What to do if I can’t afford my family legal fees – Payment orders for legal services


After the withdrawal of public funding for most family matters, some parties may find it difficult to pay the legal fees involved in court proceedings. A Payment for Legal Services Order (LSPO) can be used to order one party to make a payment to the other to fund their legal representation.

LSPOs can be established under Sections 22ZA and 22ZB of the Marriage Causes Act 1973. The power to make such an order was introduced in April 2013. They can be used to cover the costs of obtaining legal advice, representation and any other form of dispute resolution, such as mediation. However, it is unlikely that it would be proportionate to make such a request if the parties are only attending mediation and there are no court hearings.

When can you use an LSPO?
These orders can be made in the following proceedings:

  • Divorced
  • Nullity
  • Financial recourse procedure
  • Judicial separation

Similar arrangements have been made in proceedings relating to children, whether in disputes over arrangements for children or in claims for financial claims on behalf of children of unmarried couples. However, the power to seek costs in children’s cases is found in case law rather than in law.

More particularly in the recent case of Re Z (Annex 1: Order for the financing of legal costs; Provisional financial provision) the mother initiated proceedings and applied for an order for the financing of legal costs in connection with Schedule 1 and Article 8 of the Children’s Act 1989 concerning a life order proceeding which she had requested in respect of his daughter as well as a financial provision. The mother was asking for payment of both the historical costs which she was unable to pay and the future costs of the litigation. Costs were awarded to the mother for her historical and current legal costs to enable her to continue to have access to appropriate legal representation.
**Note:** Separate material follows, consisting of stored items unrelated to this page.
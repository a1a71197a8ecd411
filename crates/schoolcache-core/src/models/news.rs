use serde::{Deserialize, Serialize};

/// Default page size of the public news list.
pub const DEFAULT_NEWS_LIMIT: u32 = 6;

#[derive(Debug, Clone, PartialEq, Serialize, Deserialize)]
#[cfg_attr(feature = "ts", derive(ts_rs::TS), ts(export))]
pub struct NewsItem {
    pub id: i64,
    pub title: String,
    #[serde(default)]
    pub content: String,
    #[serde(default)]
    pub excerpt: Option<String>,
    #[serde(default, alias = "imageUrl", alias = "image")]
    pub image_url: Option<String>,
    #[serde(default)]
    pub category: Option<String>,
    #[serde(default)]
    pub author: Option<String>,
    #[serde(default, alias = "isFeatured")]
    pub is_featured: bool,
    #[serde(default)]
    pub views: i64,
    #[serde(default, alias = "publishedAt", alias = "created_at")]
    pub published_at: Option<String>,
}

#[derive(Debug, Clone, Copy, Default, PartialEq, Eq, Serialize, Deserialize)]
#[cfg_attr(feature = "ts", derive(ts_rs::TS), ts(export))]
pub struct Pagination {
    pub page: u32,
    pub pages: u32,
    pub total: u64,
}

/// One page of the news list together with its pagination.
#[derive(Debug, Clone, Default, PartialEq, Serialize, Deserialize)]
#[cfg_attr(feature = "ts", derive(ts_rs::TS), ts(export))]
pub struct NewsPage {
    pub items: Vec<NewsItem>,
    pub pagination: Pagination,
}

#[derive(Debug, Clone, PartialEq, Eq, Hash)]
pub struct NewsQuery {
    pub page: u32,
    pub limit: u32,
    pub search: String,
    pub featured: bool,
    pub category: Option<String>,
}

impl Default for NewsQuery {
    fn default() -> Self {
        Self {
            page: 1,
            limit: DEFAULT_NEWS_LIMIT,
            search: String::new(),
            featured: false,
            category: None,
        }
    }
}

impl NewsQuery {
    pub fn page(page: u32) -> Self {
        Self {
            page: page.max(1),
            ..Default::default()
        }
    }

    pub fn for_category(category: impl Into<String>) -> Self {
        Self {
            category: Some(category.into()),
            ..Default::default()
        }
    }

    /// Durable key of a list page: `news_<page>_<limit>_<search>_<featured>`.
    pub fn cache_key(&self) -> String {
        format!(
            "news_{}_{}_{}_{}",
            self.page, self.limit, self.search, self.featured
        )
    }

    /// Query string parameters for `GET /news`.
    pub fn params(&self) -> Vec<(&'static str, String)> {
        let mut params = vec![
            ("page", self.page.to_string()),
            ("limit", self.limit.to_string()),
        ];
        if !self.search.is_empty() {
            params.push(("search", self.search.clone()));
        }
        if self.featured {
            params.push(("featured", "true".to_string()));
        }
        if let Some(ref category) = self.category {
            params.push(("category", category.clone()));
        }
        params
    }
}

#[cfg(test)]
mod tests {
    use super::*;

    #[test]
    fn test_cache_key_shape() {
        let query = NewsQuery {
            page: 2,
            limit: 9,
            search: "lomba".into(),
            featured: true,
            category: None,
        };
        assert_eq!(query.cache_key(), "news_2_9_lomba_true");
        assert_eq!(NewsQuery::default().cache_key(), "news_1_6__false");
    }

    #[test]
    fn test_params_skip_empty_filters() {
        let params = NewsQuery::page(0).params();
        assert_eq!(params, vec![("page", "1".to_string()), ("limit", "6".to_string())]);

        let params = NewsQuery::for_category("Akademik").params();
        assert!(params.contains(&("category", "Akademik".to_string())));
    }

    #[test]
    fn test_parse_news_item_aliases() {
        let json = r#"{"id": 7, "title": "PPDB", "image": "berita.jpg", "created_at": "2024-07-01"}"#;
        let item: NewsItem = serde_json::from_str(json).unwrap();
        assert_eq!(item.image_url.as_deref(), Some("berita.jpg"));
        assert_eq!(item.published_at.as_deref(), Some("2024-07-01"));
        assert_eq!(item.views, 0);
    }
}
//! Page title and favicon, derived from settings.
//!
//! The settings store stays free of presentation concerns; `DocumentHead`
//! listens for settings and logo events and republishes the derived
//! metadata on a watch channel.

use std::sync::Arc;

use tokio::sync::{broadcast, watch};
use tracing::{debug, warn};

use crate::api::SchoolApi;
use crate::events::{CacheEvent, EventBus};
use crate::models::SchoolSettings;

use super::poll::PollHandle;
use super::settings::SettingsStore;

pub const DEFAULT_FAVICON: &str = "/favicon.ico";

#[derive(Debug, Clone, PartialEq, Eq)]
pub struct HeadMetadata {
    pub title: String,
    pub favicon: String,
}

impl HeadMetadata {
    pub fn from_settings(settings: &SchoolSettings, origin: &str) -> Self {
        let favicon = settings
            .logo_url
            .as_deref()
            .map(str::trim)
            .filter(|url| !url.is_empty())
            .map(|url| absolute_url(url, origin))
            .unwrap_or_else(|| DEFAULT_FAVICON.to_string());

        Self {
            title: settings.page_title(),
            favicon,
        }
    }
}

fn absolute_url(url: &str, origin: &str) -> String {
    if url.starts_with("http://") || url.starts_with("https://") || url.starts_with("data:") {
        return url.to_string();
    }
    let origin = origin.trim_end_matches('/');
    if url.starts_with('/') {
        format!("{}{}", origin, url)
    } else {
        format!("{}/{}", origin, url)
    }
}

pub struct DocumentHead {
    rx: watch::Receiver<HeadMetadata>,
    _listener: PollHandle,
}

impl DocumentHead {
    /// Start following `settings`; the initial value is computed immediately.
    pub fn spawn<A: SchoolApi>(
        settings: Arc<SettingsStore<A>>,
        bus: &EventBus,
        origin: impl Into<String>,
    ) -> Self {
        let origin = origin.into();
        let (tx, rx) = watch::channel(HeadMetadata::from_settings(&settings.settings(), &origin));
        let mut events = bus.subscribe();

        let task = tokio::spawn(async move {
            loop {
                match events.recv().await {
                    Ok(published) => match published.event {
                        CacheEvent::SchoolSettingsUpdated | CacheEvent::LogoUpdated { .. } => {}
                        _ => continue,
                    },
                    Err(broadcast::error::RecvError::Lagged(skipped)) => {
                        warn!(skipped, "Document head lagged behind cache events");
                    }
                    Err(broadcast::error::RecvError::Closed) => break,
                }

                let head = HeadMetadata::from_settings(&settings.settings(), &origin);
                tx.send_if_modified(|current| {
                    if *current == head {
                        return false;
                    }
                    debug!(title = %head.title, favicon = %head.favicon, "Document head updated");
                    *current = head;
                    true
                });
            }
        });

        Self {
            rx,
            _listener: PollHandle::from_task("document_head", task),
        }
    }

    pub fn current(&self) -> HeadMetadata {
        self.rx.borrow().clone()
    }

    /// Receiver that wakes whenever title or favicon change.
    pub fn subscribe(&self) -> watch::Receiver<HeadMetadata> {
        self.rx.clone()
    }
}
What types of payments can be made?

The payment does not have to be a large one-time payment. The paying party may be ordered to pay in installments or to make payments for a specific period, for example up to a particular stage of the proceedings. Funding for legal services may also be used to recover historical unpaid legal fees if the court is satisfied that without paying those fees you would not be reasonably able to obtain appropriate legal services in the future. However, we would like to caution against this approach and secure the LSPO before you owe your attorneys’ fees, as the court has the discretion to decide whether or not to grant historic payments.

What steps do I need to take before I can apply for LSPO?

You can apply for an LSPO if you can convince the court that you have no other way to finance legal services. You will need to show that:

  • You don’t have enough funds but your partner does
  • You cannot get a loan to pay for the services. This could include a specific litigation loan, as well as a loan from a bank or a credit card loan. A letter from a disputing bank or lender would prove it.
  • Your legal advisor is unwilling to enter into a Sears Tooth agreement (which allocates part of your settlement to your lawyer to cover his costs at the end of a case). You will need written proof from a partner in the law firm to show that they are unwilling to enter into this agreement with you.
  • You are not entitled to legal aid. Most cases will no longer be eligible for legal aid following the 2013 reforms, so this is unlikely to be applicable.

What factors does a court take into account?

When deciding to make an order, the Court will take into account the following factors:

  • The income, earning capacity, property and other financial resources of you and your partner both now and what you are likely to have for the foreseeable future;
  • The financial needs, obligations and responsibilities of each of you, now and for the foreseeable future;
  • Procedures and issues in dispute;
  • If the paying party is legally represented;
  • All measures taken to avoid procedures, such as participation in mediation;
  • Your conduct; and
  • The effect of the order on the paying party and whether this will cause undue hardship or prevent it from obtaining its own legal representation.

In summary, the Court must be satisfied that:

  1. Without the order, you would not be reasonably able to obtain appropriate legal services;
  2. You are not able to get a loan to pay for the services, for example by credit card; and
  3. You are not able to raise funds through other means such as securing debt on your property.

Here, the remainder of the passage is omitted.